▸ **YOUR OBJECTIVE**:
In the listing below, find each line with the string "left" and return it.

▸ **RECORDS FOR THIS EXERCISE**:
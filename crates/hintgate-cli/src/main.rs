//! Hintgate CLI: the `hintgate` command.

mod cli;
mod commands;
mod support;

use clap::Parser;
use cli::{Cli, Commands};

fn main() {
    let cli = Cli::parse();
    support::init_tracing();

    match cli.command {
        Commands::Canonicalize {
            label,
            config,
            json,
        } => commands::canonicalize::run(label, config, json),

        Commands::SelectRow {
            subtype,
            seed,
            config,
            json,
        } => commands::select_row::run(subtype, seed, config, json),

        Commands::DatasetCheck { config, json } => commands::dataset_check::run(config, json),

        Commands::LadderConvert { config, json } => commands::ladder_convert::run(config, json),

        Commands::LadderVerify { config, json } => commands::ladder_verify::run(config, json),

        Commands::ReplayHarness { config, json } => commands::replay_harness::run(config, json),

        Commands::TraceParity {
            left,
            right,
            config,
            json,
        } => commands::trace_parity::run(left, right, config, json),

        Commands::ChecksumGate { mode, config, json } => {
            commands::checksum_gate::run(mode.into(), config, json)
        }
    }
}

▸ **ANSWER**:
            left,
        } => commands::trace_parity::run(left, right, config, json),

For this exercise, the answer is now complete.